DIRECTIONS:
Extract, unchanged, every line from the top of the material below through the line with "each further failure.", and no more.

THE DATA:
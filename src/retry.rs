use crate::error::{EngineError, EngineResult};
use std::future::Future;
use std::time::Duration;
use tokio::sync::watch;

/// Bounded-attempt exponential backoff wrapped around a fallible async call.
#[derive(Debug, Clone)]
pub struct RetryPolicy {
    pub max_attempts: u32,
    /// Delay after the first failure; doubles on each further failure.
    pub base_delay: Duration,
    pub max_delay: Duration,
    pub jitter: bool,
}

impl Default for RetryPolicy {
    fn default() -> Self {
        Self::new(3, Duration::from_secs(2), Duration::from_secs(10))
    }
}

impl RetryPolicy {
    pub fn new(max_attempts: u32, base_delay: Duration, max_delay: Duration) -> Self {
        Self {
            max_attempts: max_attempts.max(1),
            base_delay,
            max_delay: max_delay.max(base_delay),
            jitter: false,
        }
    }

    pub fn with_jitter(mut self, jitter: bool) -> Self {
        self.jitter = jitter;
        self
    }

    /// Backoff before the attempt following `failed_attempt` (1-based).
    pub fn delay_for_attempt(&self, failed_attempt: u32) -> Duration {
        let exponent = failed_attempt.saturating_sub(1).min(31);
        let delay = self
            .base_delay
            .saturating_mul(2_u32.pow(exponent))
            .min(self.max_delay);
        if !self.jitter {
            return delay;
        }
        let delay_ms = delay.as_millis() as u64;
        let jitter_range = (delay_ms as f64 * 0.25) as u64;
        let jitter = fastrand::u64(0..=jitter_range * 2);
        let final_delay = delay_ms.saturating_sub(jitter_range).saturating_add(jitter);
        Duration::from_millis(final_delay).min(self.max_delay)
    }

    /// Runs `operation` until it succeeds, fails with an error `retryable`
    /// rejects, or `max_attempts` is exhausted. Exhaustion yields
    /// `FetchFailed` carrying the last cause.
    pub async fn run<T, F, Fut, P>(
        &self,
        context: &str,
        cancel: Option<&CancelSignal>,
        retryable: P,
        mut operation: F,
    ) -> EngineResult<T>
    where
        F: FnMut(u32) -> Fut,
        Fut: Future<Output = EngineResult<T>>,
        P: Fn(&EngineError) -> bool,
    {
        let mut attempt = 1;
        loop {
            if cancel.is_some_and(CancelSignal::is_cancelled) {
                return Err(EngineError::Cancelled);
            }

            match operation(attempt).await {
                Ok(value) => return Ok(value),
                Err(err) if !retryable(&err) => return Err(err),
                Err(err) if attempt >= self.max_attempts => {
                    log::error!(
                        "Giving up on {} after {} attempt(s): {}",
                        context,
                        attempt,
                        err
                    );
                    return Err(EngineError::FetchFailed {
                        attempts: attempt,
                        source: Box::new(err),
                    });
                }
                Err(err) => {
                    let delay = self.delay_for_attempt(attempt);
                    log::warn!(
                        "Attempt {}/{} for {} failed: {}. Retrying in {:.1}s.",
                        attempt,
                        self.max_attempts,
                        context,
                        err,
                        delay.as_secs_f64()
                    );
                    sleep_or_cancel(delay, cancel).await?;
                    attempt += 1;
                }
            }
        }
    }
}

/// Sleeps for `delay`, returning early with `Cancelled` if the signal fires.
pub async fn sleep_or_cancel(delay: Duration, cancel: Option<&CancelSignal>) -> EngineResult<()> {
    match cancel {
        None => {
            tokio::time::sleep(delay).await;
            Ok(())
        }
        Some(signal) => {
            tokio::select! {
                _ = tokio::time::sleep(delay) => Ok(()),
                _ = signal.cancelled() => Err(EngineError::Cancelled),
            }
        }
    }
}

/// Receiving side of a decision-cycle cancellation.
#[derive(Clone, Debug)]
pub struct CancelSignal {
    rx: watch::Receiver<bool>,
}

#[derive(Debug)]
pub struct CancelHandle {
    tx: watch::Sender<bool>,
}

pub fn cancel_pair() -> (CancelHandle, CancelSignal) {
    let (tx, rx) = watch::channel(false);
    (CancelHandle { tx }, CancelSignal { rx })
}

impl CancelHandle {
    pub fn cancel(&self) {
        let _ = self.tx.send(true);
    }
}

impl CancelSignal {
    pub fn is_cancelled(&self) -> bool {
        *self.rx.borrow()
    }

    pub async fn cancelled(&self) {
        let mut rx = self.rx.clone();
        while !*rx.borrow_and_update() {
            if rx.changed().await.is_err() {
                // Handle dropped without cancelling: never fires.
                std::future::pending::<()>().await;
            }
        }
    }
}

#[cfg(test)]
mod tests {
    use super::*;
    use std::sync::atomic::{AtomicU32, Ordering};
    use tokio::time::Instant;

    fn policy() -> RetryPolicy {
        RetryPolicy::new(3, Duration::from_secs(2), Duration::from_secs(10))
    }

    #[test]
    fn delay_doubles_from_floor_and_is_capped() {
        let policy = RetryPolicy::new(6, Duration::from_secs(2), Duration::from_secs(10));
        assert_eq!(policy.delay_for_attempt(1), Duration::from_secs(2));
        assert_eq!(policy.delay_for_attempt(2), Duration::from_secs(4));
        assert_eq!(policy.delay_for_attempt(3), Duration::from_secs(8));
        assert_eq!(policy.delay_for_attempt(4), Duration::from_secs(10));
        assert_eq!(policy.delay_for_attempt(40), Duration::from_secs(10));
    }

    #[test]
    fn jittered_delay_stays_within_cap() {
        let policy = policy().with_jitter(true);
        for attempt in 1..6 {
            let delay = policy.delay_for_attempt(attempt);
            assert!(delay <= Duration::from_secs(10));
            assert!(delay >= Duration::from_millis(1500));
        }
    }

    #[tokio::test(start_paused = true)]
    async fn succeeds_on_third_attempt_after_two_transient_failures() {
        let calls = AtomicU32::new(0);
        let started = Instant::now();
        let result = policy()
            .run("bars SPY", None, EngineError::is_retryable, |_| {
                let call = calls.fetch_add(1, Ordering::SeqCst) + 1;
                async move {
                    if call < 3 {
                        Err(EngineError::Transient(format!("503 on call {}", call)))
                    } else {
                        Ok(call)
                    }
                }
            })
            .await;

        assert_eq!(result.unwrap(), 3);
        assert_eq!(calls.load(Ordering::SeqCst), 3);
        assert_eq!(started.elapsed(), Duration::from_secs(6));
    }

    #[tokio::test(start_paused = true)]
    async fn exhaustion_wraps_last_cause() {
        let calls = AtomicU32::new(0);
        let result: EngineResult<()> = policy()
            .run("bars SPY", None, EngineError::is_retryable, |attempt| {
                calls.fetch_add(1, Ordering::SeqCst);
                async move { Err(EngineError::Transient(format!("timeout #{}", attempt))) }
            })
            .await;

        assert_eq!(calls.load(Ordering::SeqCst), 3);
        match result {
            Err(EngineError::FetchFailed { attempts, source }) => {
                assert_eq!(attempts, 3);
                assert_eq!(source.to_string(), "transient failure: timeout #3");
            }
            other => panic!("expected FetchFailed, got {:?}", other),
        }
    }

    #[tokio::test(start_paused = true)]
    async fn permanent_errors_are_not_retried() {
        let calls = AtomicU32::new(0);
        let result: EngineResult<()> = policy()
            .run("bars ???", None, EngineError::is_retryable, |_| {
                calls.fetch_add(1, Ordering::SeqCst);
                async { Err(EngineError::Permanent("unknown ticker".into())) }
            })
            .await;

        assert_eq!(calls.load(Ordering::SeqCst), 1);
        assert!(matches!(result, Err(EngineError::Permanent(_))));
    }

    #[tokio::test(start_paused = true)]
    async fn cancellation_aborts_backoff_sleep() {
        let (handle, signal) = cancel_pair();
        let calls = AtomicU32::new(0);
        let started = Instant::now();
        let policy = policy();
        let run = policy.run("bars SPY", Some(&signal), EngineError::is_retryable, |_| {
            calls.fetch_add(1, Ordering::SeqCst);
            async { Err::<(), _>(EngineError::Transient("reset".into())) }
        });
        let cancel = async {
            tokio::time::sleep(Duration::from_millis(500)).await;
            handle.cancel();
        };
        let (result, _) = tokio::join!(run, cancel);

        assert!(matches!(result, Err(EngineError::Cancelled)));
        assert_eq!(calls.load(Ordering::SeqCst), 1);
        assert!(started.elapsed() < Duration::from_secs(2));
    }
}
pub mod backtest;
pub mod run_cycle;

REPLY TO THE TASK:
filename src/retry.rs
use crate::error::{EngineError, EngineResult};
use std::future::Future;
use std::time::Duration;
use tokio::sync::watch;

/// Bounded-attempt exponential backoff wrapped around a fallible async call.
#[derive(Debug, Clone)]
pub struct RetryPolicy {
    pub max_attempts: u32,
    /// Delay after the first failure; doubles on each further failure.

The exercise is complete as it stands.